Descreídos de tantas doctrinas, aman aún las bibliotecas, las películas de Ken
Loach y de Víctor Erice, el aroma de la yerba recién segada, las siluetas de
las mujeres, preferentemente de espaldas, mientras estas se pierden entre la
multitud. Escuchan lo mismo a Mahler que el ”Campanilleros” de La Niña de la
Puebla; por igual a Pablo Milanés que un nocturno de Chopin; el “Al alba” de
Aute o las canciones de Woody Guthrie y las de Moustaki.
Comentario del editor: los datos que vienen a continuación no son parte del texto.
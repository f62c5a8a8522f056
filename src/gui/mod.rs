//! GUI module - Demo shell components

mod app;
mod chart_viewer;
mod control_panel;

pub use app::{run, DashboardApp};
pub use chart_viewer::{decode_png, ChartViewer};
pub use control_panel::{ControlPanel, ControlPanelAction};
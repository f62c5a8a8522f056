//! Data Processor Module
//! Per-request derived values: ratios, orderings and top-N selection.

use super::columns::{POPULATION, RURAL_POPULATION, URBAN_POPULATION};
use super::table::{ColumnError, PopulationTable};
use std::cmp::Ordering;

/// Element-wise `num / den`; `None` when either side is null or `den` is zero.
pub fn ratio(num: &[Option<f64>], den: &[Option<f64>]) -> Vec<Option<f64>> {
    num.iter()
        .zip(den)
        .map(|(n, d)| match (n, d) {
            (Some(n), Some(d)) if *d != 0.0 => Some(n / d),
            _ => None,
        })
        .collect()
}

/// Element-wise `num / den * 100`.
pub fn percentage(num: &[Option<f64>], den: &[Option<f64>]) -> Vec<Option<f64>> {
    ratio(num, den)
        .into_iter()
        .map(|v| v.map(|r| r * 100.0))
        .collect()
}

/// Row indices sorted by value, largest first. Nulls go last and ties keep
/// file order.
pub fn descending_order(values: &[Option<f64>]) -> Vec<usize> {
    let mut order: Vec<usize> = (0..values.len()).collect();
    // sort_by is stable
    order.sort_by(|&a, &b| match (values[a], values[b]) {
        (Some(x), Some(y)) => y.partial_cmp(&x).unwrap_or(Ordering::Equal),
        (Some(_), None) => Ordering::Less,
        (None, Some(_)) => Ordering::Greater,
        (None, None) => Ordering::Equal,
    });
    order
}

/// The first `n` indices of [`descending_order`].
pub fn top_n(values: &[Option<f64>], n: usize) -> Vec<usize> {
    let mut order = descending_order(values);
    order.truncate(n);
    order
}

/// Each value as a percentage of the sum of all non-null values.
pub fn population_share(values: &[Option<f64>]) -> Vec<Option<f64>> {
    let total: f64 = values.iter().flatten().sum();
    values
        .iter()
        .map(|v| match v {
            Some(v) if total != 0.0 => Some(v / total * 100.0),
            _ => None,
        })
        .collect()
}

/// Rural and urban shares of each state's population, computed fresh for
/// every dashboard and never written back into the table.
#[derive(Debug, Clone, PartialEq)]
pub struct DerivedView {
    /// Rural Population (%)
    pub rural_pct: Vec<Option<f64>>,
    /// Urban Population (%)
    pub urban_pct: Vec<Option<f64>>,
}

impl DerivedView {
    pub fn compute(table: &PopulationTable) -> Result<Self, ColumnError> {
        let population = table.numeric(POPULATION)?;
        let rural = table.numeric(RURAL_POPULATION)?;
        let urban = table.numeric(URBAN_POPULATION)?;

        Ok(Self {
            rural_pct: percentage(&rural, &population),
            urban_pct: percentage(&urban, &population),
        })
    }
}
//! Runtime configuration.
//!
//! Layered with figment: built-in defaults, then `popdash.toml` in the working
//! directory, then `POPDASH_*` environment variables.

use figment::providers::{Env, Format, Serialized, Toml};
use figment::Figment;
use serde::{Deserialize, Serialize};
use std::fmt;
use std::path::{Path, PathBuf};
use std::str::FromStr;
use thiserror::Error;

pub const CONFIG_FILE: &str = "popdash.toml";
pub const ENV_PREFIX: &str = "POPDASH_";

#[derive(Error, Debug)]
pub enum ConfigError {
    #[error("Invalid configuration: {0}")]
    Figment(#[from] figment::Error),
    #[error("Unknown shell '{0}' (expected 'web' or 'demo')")]
    UnknownShell(String),
}

/// Which front end serves the dashboard.
#[derive(Debug, Clone, Copy, PartialEq, Eq, Serialize, Deserialize)]
#[serde(rename_all = "lowercase")]
pub enum Shell {
    Web,
    Demo,
}

impl FromStr for Shell {
    type Err = ConfigError;

    fn from_str(s: &str) -> Result<Self, Self::Err> {
        match s.trim().to_ascii_lowercase().as_str() {
            "web" => Ok(Shell::Web),
            "demo" => Ok(Shell::Demo),
            other => Err(ConfigError::UnknownShell(other.to_string())),
        }
    }
}

impl fmt::Display for Shell {
    fn fmt(&self, f: &mut fmt::Formatter<'_>) -> fmt::Result {
        match self {
            Shell::Web => write!(f, "web"),
            Shell::Demo => write!(f, "demo"),
        }
    }
}

#[derive(Debug, Clone, PartialEq, Eq, Serialize, Deserialize)]
pub struct AppConfig {
    /// CSV file loaded at startup.
    pub data_path: PathBuf,
    pub host: String,
    pub port: u16,
    pub shell: Shell,
    /// Used when `RUST_LOG` is unset.
    pub log_filter: String,
}

impl Default for AppConfig {
    fn default() -> Self {
        Self {
            data_path: PathBuf::from("population.csv"),
            host: "0.0.0.0".to_string(),
            port: 5000,
            shell: Shell::Web,
            log_filter: "info".to_string(),
        }
    }
}

impl AppConfig {
    /// The provider stack, with `file` as the TOML layer.
    pub fn figment(file: impl AsRef<Path>) -> Figment {
        Figment::from(Serialized::defaults(AppConfig::default()))
            .merge(Toml::file(file.as_ref()))
            .merge(Env::prefixed(ENV_PREFIX))
    }

    pub fn load() -> Result<Self, ConfigError> {
        Ok(Self::figment(CONFIG_FILE).extract()?)
    }

    /// Apply a shell name given on the command line.
    pub fn with_shell_arg(mut self, arg: Option<&str>) -> Result<Self, ConfigError> {
        if let Some(name) = arg {
            self.shell = name.parse()?;
        }
        Ok(self)
    }

    pub fn bind_address(&self) -> String {
        format!("{}:{}", self.host, self.port)
    }
}

#[cfg(test)]
mod tests {
    use super::*;
    use figment::Jail;

    #[test]
    fn defaults_without_file_or_env() {
        Jail::expect_with(|_jail| {
            let config: AppConfig = AppConfig::figment(CONFIG_FILE).extract()?;
            assert_eq!(config, AppConfig::default());
            assert_eq!(config.bind_address(), "0.0.0.0:5000");
            Ok(())
        });
    }

    #[test]
    fn env_overrides_file() {
        Jail::expect_with(|jail| {
            jail.create_file(
                CONFIG_FILE,
                r#"
                    data_path = "data/states.csv"
                    port = 8080
                    shell = "demo"
                "#,
            )?;
            jail.set_env("POPDASH_PORT", "9000");

            let config: AppConfig = AppConfig::figment(CONFIG_FILE).extract()?;
            assert_eq!(config.data_path, PathBuf::from("data/states.csv"));
            assert_eq!(config.port, 9000);
            assert_eq!(config.shell, Shell::Demo);
            assert_eq!(config.host, "0.0.0.0");
            Ok(())
        });
    }

    #[test]
    fn shell_argument_wins() {
        let config = AppConfig::default().with_shell_arg(Some("DEMO")).unwrap();
        assert_eq!(config.shell, Shell::Demo);

        let unchanged = AppConfig::default().with_shell_arg(None).unwrap();
        assert_eq!(unchanged.shell, Shell::Web);

        assert!(matches!(
            AppConfig::default().with_shell_arg(Some("tui")),
            Err(ConfigError::UnknownShell(name)) if name == "tui"
        ));
    }
}
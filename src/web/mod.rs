//! Web shell - axum routes serving the dashboard

mod page;
mod server;

pub use page::{data_uri, render_page, PAGE_TITLE};
pub use server::{router, serve, AppState};
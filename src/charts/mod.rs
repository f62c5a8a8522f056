//! Charts module - Static PNG chart rendering

mod palette;
mod plotter;
mod renderer;

pub use palette::{coolwarm, VIRIDIS_10};
pub use plotter::ChartPlotter;
pub use renderer::ChartRenderer;

use crate::data::{ColumnError, PopulationTable};
use plotters::drawing::DrawingAreaErrorKind;
use thiserror::Error;

#[derive(Error, Debug)]
pub enum ChartError {
    #[error(transparent)]
    Column(#[from] ColumnError),
    #[error("{chart}: no rows left to plot")]
    NothingToPlot { chart: &'static str },
    #[error("Drawing failed: {0}")]
    Drawing(String),
    #[error("PNG encoding failed: {0}")]
    Encode(#[from] image::ImageError),
}

impl<E: std::error::Error + Send + Sync> From<DrawingAreaErrorKind<E>> for ChartError {
    fn from(err: DrawingAreaErrorKind<E>) -> Self {
        ChartError::Drawing(err.to_string())
    }
}

/// The seven dashboard charts, in presentation order.
#[derive(Debug, Clone, Copy, PartialEq, Eq, Hash)]
pub enum ChartKind {
    Gender,
    RuralUrban,
    Density,
    Correlation,
    CategoryTotals,
    GrowthTop10,
    PopulationShare,
}

impl ChartKind {
    pub const ALL: [ChartKind; 7] = [
        ChartKind::Gender,
        ChartKind::RuralUrban,
        ChartKind::Density,
        ChartKind::Correlation,
        ChartKind::CategoryTotals,
        ChartKind::GrowthTop10,
        ChartKind::PopulationShare,
    ];

    pub fn title(self) -> &'static str {
        match self {
            ChartKind::Gender => "Gender Distribution",
            ChartKind::RuralUrban => "Rural vs Urban Population Distribution by State (Percentage)",
            ChartKind::Density => "Distribution of Population Density Across States",
            ChartKind::Correlation => "Correlation: Literacy, Urban Population, Density",
            ChartKind::CategoryTotals => {
                "Total Population by Category (Males, Females, Urban, Rural)"
            }
            ChartKind::GrowthTop10 => "Top 10 States by Highest Decadal Growth (%)",
            ChartKind::PopulationShare => "Population Percentage by State",
        }
    }

    /// URL-safe name, used by the web routes.
    pub fn slug(self) -> &'static str {
        match self {
            ChartKind::Gender => "gender",
            ChartKind::RuralUrban => "rural-urban",
            ChartKind::Density => "density",
            ChartKind::Correlation => "correlation",
            ChartKind::CategoryTotals => "category-totals",
            ChartKind::GrowthTop10 => "growth-top10",
            ChartKind::PopulationShare => "population-share",
        }
    }

    pub fn from_slug(slug: &str) -> Option<Self> {
        Self::ALL.into_iter().find(|kind| kind.slug() == slug)
    }

    /// Canvas size in pixels.
    pub fn size(self) -> (u32, u32) {
        match self {
            ChartKind::Gender => (640, 420),
            ChartKind::RuralUrban => (1600, 1000),
            ChartKind::Density => (1600, 1000),
            ChartKind::Correlation => (800, 600),
            ChartKind::CategoryTotals => (900, 580),
            ChartKind::GrowthTop10 => (1000, 1000),
            ChartKind::PopulationShare => (1500, 1000),
        }
    }

    /// Render this chart from the table to PNG bytes.
    pub fn render(self, table: &PopulationTable) -> Result<Vec<u8>, ChartError> {
        match self {
            ChartKind::Gender => ChartPlotter::gender_pie(table),
            ChartKind::RuralUrban => ChartPlotter::rural_urban_bars(table),
            ChartKind::Density => ChartPlotter::density_bars(table),
            ChartKind::Correlation => ChartPlotter::correlation_heatmap(table),
            ChartKind::CategoryTotals => ChartPlotter::category_totals(table),
            ChartKind::GrowthTop10 => ChartPlotter::growth_top10_pie(table),
            ChartKind::PopulationShare => ChartPlotter::population_share_line(table),
        }
    }
}
//! Statistics Calculator Module
//! Column sums, Pearson correlation and the dataset summary.

use crate::data::columns::*;
use crate::data::{top_n, ColumnError, PopulationTable};
use serde::Serialize;
use statrs::statistics::Statistics;

/// Columns compared in the correlation heatmap, in display order.
pub const CORRELATION_COLUMNS: [&str; 3] = [LITERACY_RATE, URBAN_POPULATION, DENSITY];

/// Number of states in the growth pie.
pub const TOP_GROWTH_COUNT: usize = 10;

/// Aggregate for one bar of the category totals chart.
#[derive(Debug, Clone, PartialEq, Serialize)]
pub struct CategoryTotal {
    pub label: &'static str,
    pub total: f64,
}

/// Square, symmetric Pearson matrix. `NaN` where a pair has fewer than two
/// complete rows or no variance.
#[derive(Debug, Clone, PartialEq, Serialize)]
pub struct CorrelationMatrix {
    pub labels: Vec<String>,
    pub values: Vec<Vec<f64>>,
}

#[derive(Debug, Clone, PartialEq, Serialize)]
pub struct GrowthEntry {
    pub state: String,
    pub growth: Option<f64>,
}

/// Everything the dashboard aggregates, in serializable form.
#[derive(Debug, Clone, Serialize)]
pub struct DatasetSummary {
    pub states: usize,
    pub total_population: f64,
    pub category_totals: Vec<CategoryTotal>,
    pub top_growth: Vec<GrowthEntry>,
    pub correlation: CorrelationMatrix,
}

/// Handles the descriptive statistics behind the charts.
pub struct StatsCalculator;

impl StatsCalculator {
    /// Sum of the non-null values.
    pub fn column_sum(values: &[Option<f64>]) -> f64 {
        values.iter().flatten().sum()
    }

    /// Pearson r over the rows where both sides are present.
    pub fn pearson(x: &[Option<f64>], y: &[Option<f64>]) -> f64 {
        let (xs, ys): (Vec<f64>, Vec<f64>) = x
            .iter()
            .zip(y)
            .filter_map(|(a, b)| Some(((*a)?, (*b)?)))
            .unzip();

        if xs.len() < 2 {
            return f64::NAN;
        }

        let cov = xs.iter().covariance(ys.iter());
        let denom = xs.iter().std_dev() * ys.iter().std_dev();
        let r = cov / denom;

        if r.is_finite() {
            r.clamp(-1.0, 1.0)
        } else {
            f64::NAN
        }
    }

    /// Pairwise Pearson matrix over the given columns.
    pub fn correlation_matrix(columns: &[Vec<Option<f64>>]) -> Vec<Vec<f64>> {
        let n = columns.len();
        let mut matrix = vec![vec![f64::NAN; n]; n];

        for i in 0..n {
            for j in i..n {
                let r = Self::pearson(&columns[i], &columns[j]);
                matrix[i][j] = r;
                matrix[j][i] = r;
            }
        }

        matrix
    }

    /// Correlation of literacy, urban population and density.
    pub fn heatmap_correlation(table: &PopulationTable) -> Result<CorrelationMatrix, ColumnError> {
        let columns = CORRELATION_COLUMNS
            .iter()
            .map(|name| table.numeric(name))
            .collect::<Result<Vec<_>, _>>()?;

        Ok(CorrelationMatrix {
            labels: CORRELATION_COLUMNS.iter().map(|s| s.to_string()).collect(),
            values: Self::correlation_matrix(&columns),
        })
    }

    /// Total males and females.
    pub fn gender_totals(table: &PopulationTable) -> Result<(f64, f64), ColumnError> {
        let males = Self::column_sum(&table.numeric(MALES)?);
        let females = Self::column_sum(&table.numeric(FEMALES)?);
        Ok((males, females))
    }

    /// Sums in the fixed order Males, Females, Urban Population, Rural Population.
    pub fn category_totals(table: &PopulationTable) -> Result<[CategoryTotal; 4], ColumnError> {
        let total = |name: &'static str| -> Result<CategoryTotal, ColumnError> {
            Ok(CategoryTotal {
                label: name,
                total: Self::column_sum(&table.numeric(name)?),
            })
        };

        Ok([
            total(MALES)?,
            total(FEMALES)?,
            total(URBAN_POPULATION)?,
            total(RURAL_POPULATION)?,
        ])
    }

    /// Highest decadal growth first, at most [`TOP_GROWTH_COUNT`] states.
    pub fn top_growth(table: &PopulationTable) -> Result<Vec<GrowthEntry>, ColumnError> {
        let growth = table.numeric(DECADAL_GROWTH)?;
        let states = table.states();

        Ok(top_n(&growth, TOP_GROWTH_COUNT)
            .into_iter()
            .map(|i| GrowthEntry {
                state: states[i].clone(),
                growth: growth[i],
            })
            .collect())
    }
}

impl DatasetSummary {
    pub fn compute(table: &PopulationTable) -> Result<Self, ColumnError> {
        Ok(Self {
            states: table.height(),
            total_population: StatsCalculator::column_sum(&table.numeric(POPULATION)?),
            category_totals: StatsCalculator::category_totals(table)?.to_vec(),
            top_growth: StatsCalculator::top_growth(table)?,
            correlation: StatsCalculator::heatmap_correlation(table)?,
        })
    }
}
Algunos nacieron mientras aún se estrellaban los cascos de la metralla de los rebeldes franquistas contra los muros de sus ciudades; algunos aún conservan en su habitación aquel viejo póster del Che Guevara que colgaron allí en los años sesenta, o el de Angela Davis, el de Pablo Iglesias Posse, el de Durruti, el de Lenin o el de Pasionaria. Insatisfechos, extenuados tras tan larga resistencia, hablan mal de todos los gobiernos, de todos los políticos. Se enamoraron mil veces: de Rosa León, de Donna Reed, de esa chica de los anuncios, de la Revolución de los Claveles, de Pier Angeli, de la ciudad de Lisboa y de las canciones de Brassens y el “Haleluyah” de Leonard Cohen.
Son
el resto de aquel poderoso ejército que hace sesenta años salía a las calles
para condenar al franquismo; los mismos que saldrían en los setenta, en los
ochenta, en los noventa, hoy mismo, para condenar los asesinatos de obreros,
estudiantes y abogados en Madrid; para exigir la legalización del partido; para
exigir la liberación de Mandela; para tratar de detener todas las guerras; para
protestar contra lo de Shabra y Chatila; para exigir el cese de la ocupación
del Sáhara; para condenar la violencia contra las mujeres; para gritar ¡Otan
no!; para saludar el triunfo sandinista en Nicaragua; para apoyar a los mineros
en marcha hacia Madrid; para preservar el sistema público de pensiones, la
sanidad, la escuela pública, de esos depredadores que nos quieren con la mano
eternamente tendida, sumisos y adocenados en los campos de fútbol; drogados por
la televisión y el consumo.
Son los mismos que cantaban la “Internacional” al pie de la fosa del camarada caído; los mismos que corearon potentes ¡no pasarán! en los homenajes a las Brigadas Internacionales; los mismos que siguen coreando el “Himno a la libertad” de Labordeta y leen a Machado, a Saramago y a Eduardo Galeano; los mismos que trabajaron en la construcción, abrieron librerías, pastaron en los arrozales de Lenin, de Lao Tse, de Mao, Proudhom, de Sartre, Ho Chi Minh y de Gandhi.
Figuras
grises, anónimas, sin relieve, en un paisaje que ya no es el suyo, su firma no
aparecerá jamás al pie de ningún artículo en la prensa, ni serán noticia cuando
mueran. Hablan el extraño idioma de los que pudieron ser y no fueron; el
extraño idioma de hombres y mujeres que se dejaron la vida entre las calles,
los tajos y las asambleas en los locales del partido y del sindicato. Son la
ceniza de sueños irrealizados, los rescoldos de una hoguera siempre a punto de
extinguirse. Son los héroes oscuros de aquellas obras de Buero Vallejo, Arthur
Miller, Kurosawa, Saramago y Max Aub, heridos por siempre por los poemas más
radicales de Miguel Hernández.
Son la semilla absurda que no encontró surco.